Try as much as possible and consume three main meals a day or two main meals with a healthy snack at four (4) to six (6) hours interval. Meals should consist of a varied diet. This will provide most of the required nutrient. Since appetite might be reduced at this age, the little food eaten at regular intervals should provide the nutrients required.

Drink enough water

Adequate water intake is needed for the body to function properly. Drinking about 6 – 8 glasses a day eliminates wastes from the body through urine and sweat. During the dry season, more water is needed to prevent dehydration. Water helps to distribute nutrients throughout the body. It also helps in digestion, temperature regulation and may provide minute quantities of minerals such as calcium and phosphorous.

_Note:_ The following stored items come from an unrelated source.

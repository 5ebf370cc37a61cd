//! Bytecode sequencer parser (§4.7): decodes one opcode at a byte offset
//! into a tagged `Command`, per the re-architecture from a dynamic class
//! hierarchy called out in the design notes.

use byteorder::{BigEndian, ByteOrder};

#[derive(Debug, Clone, Copy, PartialEq, Eq)]
pub enum BadKind {
    Eof,
    InvalidOpcode,
    InvalidData,
}

#[derive(Debug, Clone, Copy, PartialEq, Eq)]
pub enum PerfType {
    Volume,
    Pitch,
    Reverb,
    Pan,
}

impl PerfType {
    fn from_raw(v: u8) -> Option<PerfType> {
        match v {
            0 => Some(PerfType::Volume),
            1 => Some(PerfType::Pitch),
            2 => Some(PerfType::Reverb),
            3 => Some(PerfType::Pan),
            _ => None,
        }
    }
}

/// A slide-capable value's source encoding, preserved so the track layer
/// can normalize it the same way for both the immediate and slid cases
/// (§4.8: `value/127` for s8, `value/32767` for s16).
#[derive(Debug, Clone, Copy)]
pub enum PerfValue {
    U8(u8),
    S8(i8),
    S16(i16),
}

#[derive(Debug, Clone, Copy)]
pub enum Command {
    NoteOn { note: u8, voice: u8, vel: u8 },
    Wait { delay: u16 },
    VoiceOff { voice: u8 },
    SetPerf { perf: PerfType, value: PerfValue, duration: Option<u16> },
    SetParam { param: u8, value: u16 },
    OpenTrack { trackid: u8, offset: u32 },
    Jump { target: u32, call: bool },
    /// `cond` is preserved verbatim but never evaluated (§9: the source
    /// never evaluates it either; the branch is always taken here).
    JumpF { cond: u8, target: u32, call: bool },
    Return,
    ReturnF,
    Ignored,
    Timebase { value: u16 },
    Tempo { value: u16 },
    TrackEnd,
}

fn read_u24_be(bytes: &[u8]) -> u32 {
    ((bytes[0] as u32) << 16) | ((bytes[1] as u32) << 8) | bytes[2] as u32
}

fn need(buf: &[u8], pc: u32, len: u32) -> Result<(), BadKind> {
    if (pc as u64 + len as u64) > buf.len() as u64 {
        Err(BadKind::Eof)
    } else {
        Ok(())
    }
}

/// Decodes the command at `pc`. Returns the command and its encoded
/// length, or a `BadKind` describing why it could not be decoded (§4.7).
pub fn read(buf: &[u8], pc: u32) -> Result<(Command, u32), BadKind> {
    need(buf, pc, 1)?;
    let opcode = buf[pc as usize];
    let p = pc as usize;

    match opcode {
        0x00..=0x7F => {
            need(buf, pc, 3)?;
            let voice = buf[p + 1];
            let vel = buf[p + 2];
            if !(1..=7).contains(&voice) || vel > 127 {
                return Err(BadKind::InvalidData);
            }
            Ok((Command::NoteOn { note: opcode, voice, vel }, 3))
        }
        0x80 => {
            need(buf, pc, 2)?;
            Ok((Command::Wait { delay: buf[p + 1] as u16 }, 2))
        }
        0x81..=0x87 => {
            let voice = opcode & 0x7;
            if voice < 1 {
                return Err(BadKind::InvalidData);
            }
            Ok((Command::VoiceOff { voice }, 1))
        }
        0x88 => {
            need(buf, pc, 3)?;
            let delay = BigEndian::read_u16(&buf[p + 1..p + 3]);
            Ok((Command::Wait { delay }, 3))
        }
        0x94 | 0x98 | 0x9C => {
            need(buf, pc, 3)?;
            let Some(perf) = PerfType::from_raw(buf[p + 1]) else { return Err(BadKind::InvalidData) };
            let value = match opcode {
                0x94 => PerfValue::U8(buf[p + 2]),
                0x98 => PerfValue::S8(buf[p + 2] as i8),
                _ => {
                    need(buf, pc, 4)?;
                    PerfValue::S16(BigEndian::read_i16(&buf[p + 2..p + 4]))
                }
            };
            let len = if opcode == 0x9C { 4 } else { 3 };
            Ok((Command::SetPerf { perf, value, duration: None }, len))
        }
        0x96 | 0x9A | 0x9E => {
            let value_len: usize = if opcode == 0x9E { 2 } else { 1 };
            need(buf, pc, 2 + value_len as u32 + 1)?;
            let Some(perf) = PerfType::from_raw(buf[p + 1]) else { return Err(BadKind::InvalidData) };
            let (value, dur_pos) = if opcode == 0x9E {
                (PerfValue::S16(BigEndian::read_i16(&buf[p + 2..p + 4])), p + 4)
            } else if opcode == 0x96 {
                (PerfValue::U8(buf[p + 2]), p + 3)
            } else {
                (PerfValue::S8(buf[p + 2] as i8), p + 3)
            };
            let duration = buf[dur_pos] as u16;
            let len = (dur_pos - p + 1) as u32;
            Ok((Command::SetPerf { perf, value, duration: Some(duration) }, len))
        }
        0x97 | 0x9B | 0x9F => {
            let value_len: usize = if opcode == 0x9F { 2 } else { 1 };
            need(buf, pc, 2 + value_len as u32 + 2)?;
            let Some(perf) = PerfType::from_raw(buf[p + 1]) else { return Err(BadKind::InvalidData) };
            let (value, dur_pos) = if opcode == 0x9F {
                (PerfValue::S16(BigEndian::read_i16(&buf[p + 2..p + 4])), p + 4)
            } else if opcode == 0x97 {
                (PerfValue::U8(buf[p + 2]), p + 3)
            } else {
                (PerfValue::S8(buf[p + 2] as i8), p + 3)
            };
            let duration = BigEndian::read_u16(&buf[dur_pos..dur_pos + 2]);
            let len = (dur_pos - p + 2) as u32;
            Ok((Command::SetPerf { perf, value, duration: Some(duration) }, len))
        }
        0xA4 => {
            need(buf, pc, 3)?;
            Ok((Command::SetParam { param: buf[p + 1], value: buf[p + 2] as u16 }, 3))
        }
        0xAC => {
            need(buf, pc, 4)?;
            let value = BigEndian::read_u16(&buf[p + 2..p + 4]);
            Ok((Command::SetParam { param: buf[p + 1], value }, 4))
        }
        0xC1 => {
            need(buf, pc, 5)?;
            let trackid = buf[p + 1];
            let offset = read_u24_be(&buf[p + 2..p + 5]);
            Ok((Command::OpenTrack { trackid, offset }, 5))
        }
        0xC3 => {
            need(buf, pc, 4)?;
            Ok((Command::Jump { target: read_u24_be(&buf[p + 1..p + 4]), call: true }, 4))
        }
        0xC4 => {
            need(buf, pc, 5)?;
            let cond = buf[p + 1];
            let target = read_u24_be(&buf[p + 2..p + 5]);
            Ok((Command::JumpF { cond, target, call: true }, 5))
        }
        0xC5 => Ok((Command::Return, 1)),
        0xC6 => {
            need(buf, pc, 2)?;
            Ok((Command::ReturnF, 2))
        }
        0xC7 => {
            need(buf, pc, 4)?;
            Ok((Command::Jump { target: read_u24_be(&buf[p + 1..p + 4]), call: false }, 4))
        }
        0xC8 => {
            need(buf, pc, 5)?;
            let cond = buf[p + 1];
            let target = read_u24_be(&buf[p + 2..p + 5]);
            Ok((Command::JumpF { cond, target, call: false }, 5))
        }
        0xE6 | 0xE7 => {
            need(buf, pc, 3)?;
            Ok((Command::Ignored, 3))
        }
        0xF4 => {
            need(buf, pc, 2)?;
            Ok((Command::Ignored, 2))
        }
        0xFD => {
            need(buf, pc, 3)?;
            Ok((Command::Timebase { value: BigEndian::read_u16(&buf[p + 1..p + 3]) }, 3))
        }
        0xFE => {
            need(buf, pc, 3)?;
            Ok((Command::Tempo { value: BigEndian::read_u16(&buf[p + 1..p + 3]) }, 3))
        }
        0xFF => Ok((Command::TrackEnd, 1)),
        _ => Err(BadKind::InvalidOpcode),
    }
}

/// Renders one mnemonic line for the disassembler (§6), matching the
/// scenario in §8.1.
pub fn mnemonic(cmd: &Command) -> String {
    match cmd {
        Command::NoteOn { note, voice, vel } => format!("note on {note} voice={voice} vel={vel}"),
        Command::Wait { delay } => format!("wait {delay}"),
        Command::VoiceOff { voice } => format!("voice off {voice}"),
        Command::SetPerf { perf, value, duration } => {
            let value = match value {
                PerfValue::U8(v) => v.to_string(),
                PerfValue::S8(v) => v.to_string(),
                PerfValue::S16(v) => v.to_string(),
            };
            format!("set perf {perf:?} -> {value} over {} ticks", duration.unwrap_or(0))
        }
        Command::SetParam { param, value } => format!("set param {param:#04x} -> {value}"),
        Command::OpenTrack { trackid, offset } => format!("open track {trackid} @ {offset:06x}"),
        Command::Jump { target, call: true } => format!("call {target:06x}"),
        Command::Jump { target, call: false } => format!("jump {target:06x}"),
        Command::JumpF { target, call: true, .. } => format!("callf {target:06x}"),
        Command::JumpF { target, call: false, .. } => format!("jumpf {target:06x}"),
        Command::Return => "return".to_string(),
        Command::ReturnF => "returnf".to_string(),
        Command::Ignored => "ignored".to_string(),
        Command::Timebase { value } => format!("timebase {value}"),
        Command::Tempo { value } => format!("tempo {value}"),
        Command::TrackEnd => "track end".to_string(),
    }
}

#[cfg(test)]
mod tests {
    use super::*;

    #[test]
    fn decodes_note_on() {
        let buf = [0x3C, 0x01, 0x40];
        let (cmd, len) = read(&buf, 0).unwrap();
        assert_eq!(len, 3);
        match cmd {
            Command::NoteOn { note, voice, vel } => {
                assert_eq!(note, 60);
                assert_eq!(voice, 1);
                assert_eq!(vel, 64);
            }
            _ => panic!("wrong command"),
        }
    }

    #[test]
    fn decodes_wait_then_track_end() {
        let buf = [0x80, 0x10, 0xFF];
        let (cmd, len) = read(&buf, 0).unwrap();
        assert_eq!(len, 2);
        assert!(matches!(cmd, Command::Wait { delay: 16 }));
        let (cmd2, len2) = read(&buf, 2).unwrap();
        assert_eq!(len2, 1);
        assert!(matches!(cmd2, Command::TrackEnd));
    }

    #[test]
    fn invalid_opcode_is_bad_cmd() {
        let buf = [0x90];
        assert_eq!(read(&buf, 0).unwrap_err(), BadKind::InvalidOpcode);
    }

    #[test]
    fn truncated_command_is_eof() {
        let buf = [0xC1, 0x01, 0x00];
        assert_eq!(read(&buf, 0).unwrap_err(), BadKind::Eof);
    }

    #[test]
    fn note_on_with_bad_voice_is_invalid_data() {
        let buf = [0x3C, 0x00, 0x40];
        assert_eq!(read(&buf, 0).unwrap_err(), BadKind::InvalidData);
    }

    #[test]
    fn disassembly_smoke() {
        // FE 00 78 C1 01 00 00 0A FF ... FF at offset 0x0A
        let mut buf = vec![0xFE, 0x00, 0x78, 0xC1, 0x01, 0x00, 0x00, 0x0A, 0xFF];
        buf.resize(10, 0);
        buf.push(0xFF);

        let (c0, l0) = read(&buf, 0).unwrap();
        assert!(matches!(c0, Command::Tempo { value: 120 }));
        assert_eq!(l0, 3);

        let (c1, l1) = read(&buf, 3).unwrap();
        match c1 {
            Command::OpenTrack { trackid: 1, offset: 0x0A } => {}
            other => panic!("unexpected {other:?}"),
        }
        assert_eq!(l1, 5);

        let (c2, l2) = read(&buf, 8).unwrap();
        assert!(matches!(c2, Command::TrackEnd));
        assert_eq!(l2, 1);
    }

    #[test]
    fn slide_perf_with_u8_duration() {
        // 96 00 80 08: perf type 0 (volume), value 0x80, duration 8.
        let buf = [0x96, 0x00, 0x80, 0x08];
        let (cmd, len) = read(&buf, 0).unwrap();
        assert_eq!(len, 4);
        match cmd {
            Command::SetPerf { perf: PerfType::Volume, value: PerfValue::U8(0x80), duration: Some(8) } => {}
            other => panic!("unexpected {other:?}"),
        }
        assert_eq!(mnemonic(&cmd), "set perf Volume -> 128 over 8 ticks");
    }

    #[test]
    fn mnemonic_set_perf_without_duration_shows_zero_ticks() {
        let cmd = Command::SetPerf { perf: PerfType::Pan, value: PerfValue::S16(-100), duration: None };
        assert_eq!(mnemonic(&cmd), "set perf Pan -> -100 over 0 ticks");
    }
}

Excessive alcohol intake can put one’s health at risk. Drinking four or more units a day may contribute to risk of overweight/obesity (especially around the abdominal area), high blood pressure, liver damage, mouth and throat cancers, depression and other long-term health problems. One to two units a day for those who drink is recommended, it is advisable NOT to start if you don’t drink. One unit of alcohol is half a pint of beer (1 small bamboo glass, 250ml), a single 25ml measure (tot) of spirits, and a small glass of wine.

Physical activity

Increase your physical activity levels by taking part in house chores with children, grandchildren or other family members. Exercise has numerous benefits such as blood circulation, alertness, improved immunity and slows the rate of ageing. Taking regular exercise also helps to control weight and brings about relaxation. All these benefits will make one feel and look better. It is important to engage in any form of moderate exercise on a daily basis or at least 3-4 times a week. A qualified physiotherapist or fitness instructor may be contacted for planned exercises.

Quit Smoking

Giving up smoking can lengthen a person’s days. People who smoke are twice as likely to die prematurely and 2 -3 times more likely to have a heart attack. They also put themselves at risk of lung cancer and harm those who breathe their smoke, including children. According to a 50-year British study, quitting smoking at age 30 could increase a person’s lifespan by an entire decade.

Cope with stress

The pain of stress is just as real as a broken leg. Ignoring it will not make it go away.  Some signs of stress are loss of appetite for food, feeling low, tiredness but also poor sleeping, short temper and flare-ups with others and reduced sex drive. Effective ways to manage or control stress include siting in a cool, quiet place and admiring nature, deep breathing, light strolls and taking a vacation. Doing this even for a few minutes a day can make a difference. It is also important to talk to family, friends, a doctor or a counsellor if the signs of stress do not go away or get worse.


An old French adage says 40 is the old age of youth;50 is the youth of old age, while Ghanaians jovially say “I am not 40, am only 28 with 12 years of experience”. Since this is an age at which most men would have achieved their potential and targets in life, it is imperative to guard health in order to live full and fruitful life. These few healthy eating and lifestyle guidelines will help achieve this goal.